Dr. Laura Richardson is investigating whether an integrative approach to mental healthcare – called collaborative care – can help teens with depression get better care, faster.

Collaborative care allows patients with depression and other mental health issues to access medication and basic therapy without leaving their primary care doctor’s practice. This makes it easier for patients to get the care they need, and helps primary care physicians keep track of whether a patient’s condition is improving. While this approach is proven to improve outcomes for adults, Richardson is leading one of the first studies on whether it also works for adolescents.

“I am contacted every few weeks by providers who want to know if this model could help their patients,” Richardson says. “Our goal is to be able to give them some concrete answers.”

Right now, primary care physicians usually refer teens with depression to a counselor or other mental health specialist. But only about half of those patients will make an appointment with that provider, and less than a third of patients will see a mental health provider more than once. One reason is that adolescents might simply be too depressed to follow through.

“These patients might be failing in school, fighting with their parents and not wanting to do anything besides stay in bed,” Richardson says. “It’s very difficult to break through all that to go talk to a stranger about their problems.”

Making matters worse, primary care doctors may not know if their patient ever pursued mental healthcare, because privacy laws and separate mental health and medical systems make communication between providers difficult, if not absent. This can leave teens floundering at a time when they need help.

Richardson’s study, which enrolled 101 participants, works around this by using a care manager – who works within the primary care physician’s practice – to oversee patients diagnosed with depression. The care manager provides education about treatment options, helps the patient select a treatment and then provides brief therapy sessions or works with the physician to choose a medication. The care manager also regularly checks in with patients to see if they’re getting better, and meets each week with a psychiatrist to evaluate how patients are responding to care.

“If someone isn’t improving after four to six weeks, we can respond quickly and change their treatment,” Richardson says.

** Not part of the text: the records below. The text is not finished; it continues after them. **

impl Ticker {
    async fn run(self, previous: Option<JoinHandle<()>>, mut running_rx: watch::Receiver<bool>) {
        if let Some(previous) = previous {
            if let Err(e) = previous.await {
                log::error!("scheduler: previous tick loop panicked: {e}");
            }
        }
        emit(&self.events, DetectionEvent::Started);

        let mut tick: u64 = 0;

        while *running_rx.borrow() {
            let outcome = self.tick(tick).await;
            tick += 1;

            // stop() may have landed while inference was running.
            if !*running_rx.borrow() {
                break;
            }

            match outcome {
                TickOutcome::NotReady => log::trace!("scheduler: tick {tick}, window not full"),
                TickOutcome::Skipped => {}
                TickOutcome::Detected(detection) => {
                    log::debug!(
                        "scheduler: tick {} → {} ({:.2}) in {:?}",
                        detection.tick,
                        detection.result.label,
                        detection.result.confidence,
                        detection.latency
                    );
                    emit(&self.events, DetectionEvent::Detection(detection));
                }
                TickOutcome::Fatal(e) => {
                    log::error!("scheduler: {e}, detection stopped");
                    self.end_run().await;
                    emit(
                        &self.events,
                        DetectionEvent::Error {
                            message: e.to_string(),
                        },
                    );
                    break;
                }
            }

            tokio::select! {
                _ = tokio::time::sleep(self.tick_interval) => {}
                changed = running_rx.changed() => {
                    if changed.is_err() {
                        break;
                    }
                }
            }
        }

        emit(&self.events, DetectionEvent::Stopped);
        log::info!("scheduler: stopped after {tick} ticks");
    }

    async fn tick(&self, tick: u64) -> TickOutcome {
        let Some(samples) = self.buffer.snapshot_if_full() else {
            return TickOutcome::NotReady;
        };

        let extractor = Arc::clone(&self.extractor);
        let classifier = Arc::clone(&self.classifier);
        let started = Instant::now();

        let joined = tokio::task::spawn_blocking(move || {
            let window = NormalizedWindow::from_samples(&samples);
            if window.is_silent() {
                log::debug!("scheduler: tick {tick} window is silent");
            }
            let features = extractor.extract(&window);
            classifier.predict(&features)
        })
        .await;
        let latency = started.elapsed();

        match joined {
            Ok(Ok(result)) => match self.max_inference {
                Some(limit) if latency > limit => {
                    log::warn!("scheduler: tick {tick} took {latency:?} (limit {limit:?}), dropped");
                    TickOutcome::Skipped
                }
                _ => TickOutcome::Detected(Detection {
                    tick,
                    result,
                    latency,
                }),
            },
            Ok(Err(e)) if e.is_fatal() => TickOutcome::Fatal(e),
            Ok(Err(e)) => {
                log::warn!("scheduler: tick {tick} skipped: {e}");
                TickOutcome::Skipped
            }
            Err(e) => {
                log::error!("scheduler: inference task failed: {e}");
                TickOutcome::Skipped
            }
        }
    }

    /// Ends the run from inside the loop.  The flag flips while the capture
    /// lock is held, so a `start()` that observes `Stopped` finds capture
    /// idle.  If `stop()` already ended this run, capture belongs to the
    /// caller and is left alone.
    ///
    /// `CaptureLoop::stop` joins a thread, so this runs on the blocking pool.
    async fn end_run(&self) {
        let capture = Arc::clone(&self.capture);
        let running = Arc::clone(&self.running);
        let joined = tokio::task::spawn_blocking(move || {
            let mut capture = lock(&capture);
            if running.send_replace(false) {
                capture.stop();
            }
        })
        .await;

        if let Err(e) = joined {
            log::error!("scheduler: failed to stop capture: {e}");
            self.running.send_replace(false);
        }
    }
}

// ---------------------------------------------------------------------------
// Helpers
// ---------------------------------------------------------------------------

/// Non-blocking delivery; a full channel drops the event.
fn emit(events: &mpsc::Sender<DetectionEvent>, event: DetectionEvent) {
    match events.try_send(event) {
        Ok(()) => {}
        Err(mpsc::error::TrySendError::Full(event)) => {
            log::warn!("scheduler: event channel full, dropped {event:?}");
        }
        Err(mpsc::error::TrySendError::Closed(_)) => {
            log::debug!("scheduler: event receiver gone");
        }
    }
}

fn lock(capture: &Mutex<CaptureLoop>) -> MutexGuard<'_, CaptureLoop> {
    capture.lock().unwrap_or_else(|e| e.into_inner())
}
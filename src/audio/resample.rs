//! Conversion of raw device buffers into the pipeline's sample format.
//!
//! Input devices deliver interleaved `f32` at whatever rate they prefer.  The
//! classifier was trained on mono PCM at a fixed rate, so every chunk goes
//! through:
//!
//! 1. [`downmix_to_mono`]: average interleaved channels.
//! 2. [`StreamResampler`]: band-limited FFT resampling to the target rate,
//!    with filter state carried from one device buffer to the next.
//! 3. [`f32_to_sample`]: clamp and scale to `i16`.

use rubato::{FftFixedIn, Resampler};

use super::{CaptureError, Sample};

/// Requested input block for the FFT resampler.  The resampler rounds this
/// up to a multiple of the rate ratio's denominator.
const RESAMPLE_CHUNK: usize = 1024;

/// Mix interleaved multi-channel audio down to mono by averaging channels.
///
/// `channels == 0` yields an empty vector; `channels == 1` is a plain copy.
///
/// ```rust
/// use edgesense::audio::downmix_to_mono;
///
/// let stereo = vec![0.5_f32, -0.5, 0.2, 0.4]; // L R L R
/// let mono = downmix_to_mono(&stereo, 2);
/// assert_eq!(mono.len(), 2);
/// assert!((mono[1] - 0.3).abs() < 1e-6);
/// ```
pub fn downmix_to_mono(samples: &[f32], channels: u16) -> Vec<f32> {
    match channels {
        0 => Vec::new(),
        1 => samples.to_vec(),
        n => {
            let n = n as usize;
            samples
                .chunks_exact(n)
                .map(|frame| frame.iter().sum::<f32>() / n as f32)
                .collect()
        }
    }
}

/// Convert a float sample in `[-1.0, 1.0]` to PCM, clamping out-of-range
/// input.
pub fn f32_to_sample(value: f32) -> Sample {
    (value.clamp(-1.0, 1.0) * Sample::MAX as f32).round() as Sample
}

// ---------------------------------------------------------------------------
// StreamResampler
// ---------------------------------------------------------------------------

/// Mono resampler for a continuous stream of arbitrarily sized buffers.
///
/// Input is staged until a full resampler block is available, so the output
/// rate is exactly `target / source` over time and the anti-aliasing filter
/// sees one uninterrupted signal.  Equal rates pass samples straight through.
pub struct StreamResampler {
    /// `None` when source and target rates match.
    inner: Option<FftFixedIn<f32>>,
    /// Samples waiting for a full input block.
    staged: Vec<f32>,
    source_rate: u32,
    target_rate: u32,
}

impl StreamResampler {
    /// # Errors
    ///
    /// [`CaptureError::Resampler`] for a zero rate or when rubato rejects the
    /// ratio.
    pub fn new(source_rate: u32, target_rate: u32) -> Result<Self, CaptureError> {
        if source_rate == 0 || target_rate == 0 {
            return Err(CaptureError::Resampler(format!(
                "invalid rates {source_rate} Hz → {target_rate} Hz"
            )));
        }

        let inner = if source_rate == target_rate {
            None
        } else {
            let resampler = FftFixedIn::<f32>::new(
                source_rate as usize,
                target_rate as usize,
                RESAMPLE_CHUNK,
                1, // sub_chunks
                1, // mono
            )
            .map_err(|e| CaptureError::Resampler(e.to_string()))?;
            log::debug!(
                "resample: {source_rate} Hz → {target_rate} Hz, {} in / {} out per block",
                resampler.input_frames_next(),
                resampler.output_frames_next()
            );
            Some(resampler)
        };

        Ok(Self {
            inner,
            staged: Vec::new(),
            source_rate,
            target_rate,
        })
    }

    /// Feed mono samples at the source rate; returns whatever full blocks
    /// produced at the target rate.  Leftover input is kept for the next
    /// call.
    pub fn process(&mut self, mono: &[f32]) -> Vec<f32> {
        let Some(resampler) = self.inner.as_mut() else {
            return mono.to_vec();
        };

        self.staged.extend_from_slice(mono);

        let mut out = Vec::new();
        let mut consumed = 0;
        loop {
            let block = resampler.input_frames_next();
            if self.staged.len() - consumed < block {
                break;
            }
            let input = &self.staged[consumed..consumed + block];
            match resampler.process(&[input], None) {
                Ok(frames) => {
                    if let Some(channel) = frames.first() {
                        out.extend_from_slice(channel);
                    }
                }
                Err(e) => log::error!(
                    "resample: {} → {} Hz block dropped: {e}",
                    self.source_rate,
                    self.target_rate
                ),
            }
            consumed += block;
        }
        self.staged.drain(..consumed);
        out
    }

    /// Full device-buffer conversion: downmix, resample, quantize.
    pub fn convert(&mut self, interleaved: &[f32], channels: u16) -> Vec<Sample> {
        let mono = downmix_to_mono(interleaved, channels);
        self.process(&mono).into_iter().map(f32_to_sample).collect()
    }
}

// ---------------------------------------------------------------------------
// Tests
// ---------------------------------------------------------------------------

#[cfg(test)]
mod tests {
    use super::*;
    use std::f32::consts::PI;

    fn tone(freq: f32, rate: u32, len: usize) -> Vec<f32> {
        (0..len)
            .map(|i| (2.0 * PI * freq * i as f32 / rate as f32).sin())
            .collect()
    }

    fn rms(samples: &[f32]) -> f32 {
        (samples.iter().map(|s| s * s).sum::<f32>() / samples.len().max(1) as f32).sqrt()
    }

    /// Push `input` through `rs` in device-sized pieces.
    fn feed(rs: &mut StreamResampler, input: &[f32], piece: usize) -> Vec<f32> {
        input.chunks(piece).flat_map(|c| rs.process(c)).collect()
    }

    #[test]
    fn downmix_already_mono() {
        let input = vec![0.1_f32, 0.2, 0.3];
        assert_eq!(downmix_to_mono(&input, 1), input);
    }

    #[test]
    fn downmix_four_channel() {
        let out = downmix_to_mono(&[0.4_f32; 4], 4);
        assert_eq!(out.len(), 1);
        assert!((out[0] - 0.4).abs() < 1e-6);
    }

    #[test]
    fn downmix_zero_channels() {
        assert!(downmix_to_mono(&[1.0_f32, 2.0], 0).is_empty());
    }

    #[test]
    fn f32_to_sample_clamps_and_scales() {
        assert_eq!(f32_to_sample(0.0), 0);
        assert_eq!(f32_to_sample(1.0), i16::MAX);
        assert_eq!(f32_to_sample(2.5), i16::MAX);
        assert_eq!(f32_to_sample(-3.0), -i16::MAX);
    }

    #[test]
    fn zero_rate_is_rejected() {
        assert!(matches!(
            StreamResampler::new(0, 16_000),
            Err(CaptureError::Resampler(_))
        ));
        assert!(StreamResampler::new(48_000, 0).is_err());
    }

    #[test]
    fn same_rate_passes_through() {
        let mut rs = StreamResampler::new(16_000, 16_000).unwrap();
        let input: Vec<f32> = (0..160).map(|i| i as f32 / 160.0).collect();
        assert_eq!(rs.process(&input), input);
        assert!(rs.staged.is_empty());
    }

    #[test]
    fn small_device_buffers_keep_the_exact_rate() {
        // 86 callbacks of 512 frames at 44.1 kHz.
        let mut rs = StreamResampler::new(44_100, 16_000).unwrap();
        let input = vec![0.0_f32; 86 * 512];
        let out = feed(&mut rs, &input, 512);

        let consumed = input.len() - rs.staged.len();
        let inner = rs.inner.as_ref().unwrap();
        let blocks = consumed / inner.input_frames_next();
        assert_eq!(consumed % inner.input_frames_next(), 0);
        assert_eq!(out.len(), blocks * inner.output_frames_next());
        assert_eq!(out.len() * 44_100, consumed * 16_000);
        assert!(rs.staged.len() < inner.input_frames_next());
    }

    #[test]
    fn staged_input_is_carried_across_calls() {
        let mut rs = StreamResampler::new(48_000, 16_000).unwrap();
        let block = rs.inner.as_ref().unwrap().input_frames_next();

        assert!(rs.process(&vec![0.1; block - 1]).is_empty());
        assert_eq!(rs.staged.len(), block - 1);
        assert!(!rs.process(&[0.1]).is_empty());
        assert!(rs.staged.is_empty());
    }

    #[test]
    fn out_of_band_tone_is_filtered() {
        // 10 kHz is above the 8 kHz Nyquist of the target rate.
        let mut rs = StreamResampler::new(48_000, 16_000).unwrap();
        let out = feed(&mut rs, &tone(10_000.0, 48_000, 48_000), 480);
        let settled = &out[out.len() / 4..];
        assert!(rms(settled) < 0.05, "aliased rms = {}", rms(settled));
    }

    #[test]
    fn in_band_tone_is_preserved() {
        let mut rs = StreamResampler::new(48_000, 16_000).unwrap();
        let out = feed(&mut rs, &tone(1_000.0, 48_000, 48_000), 480);
        let settled = &out[out.len() / 4..];
        let level = rms(settled);
        assert!((level - 0.707).abs() < 0.05, "rms = {level}");
    }

    #[test]
    fn convert_runs_all_steps() {
        // 16 kHz stereo, full-scale left / silent right.
        let mut rs = StreamResampler::new(16_000, 16_000).unwrap();
        let interleaved: Vec<f32> = (0..60).map(|i| if i % 2 == 0 { 1.0 } else { 0.0 }).collect();
        let out = rs.convert(&interleaved, 2);
        assert_eq!(out.len(), 30);
        assert!(out.iter().all(|&s| s == f32_to_sample(0.5)));
    }
}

Richardson’s team expects to have results from the study in mid-2013. If the researchers confirm the results of their pilot study that found that 70% of participants who participated in collaborative care had a remission of their symptoms, the study could be a key step toward making this the standard approach for adolescents nationwide.

Looking ahead, Richardson plans to continue breaking down the barriers to collaborative care. This includes developing training providers about how to use the collaborative approach, investigating the costs of care management and whether it would be cost-effective for insurers to cover care managers’ time, and exploring the use of new technologies to aid primary care providers with some of the care management activities like education and patient monitoring.

“Initially, providing collaborative care is more expensive, but for adults it brings overall costs down in the second year because the patients aren’t depressed anymore,” Richardson says. “That means they’re healthier and need less medical care.”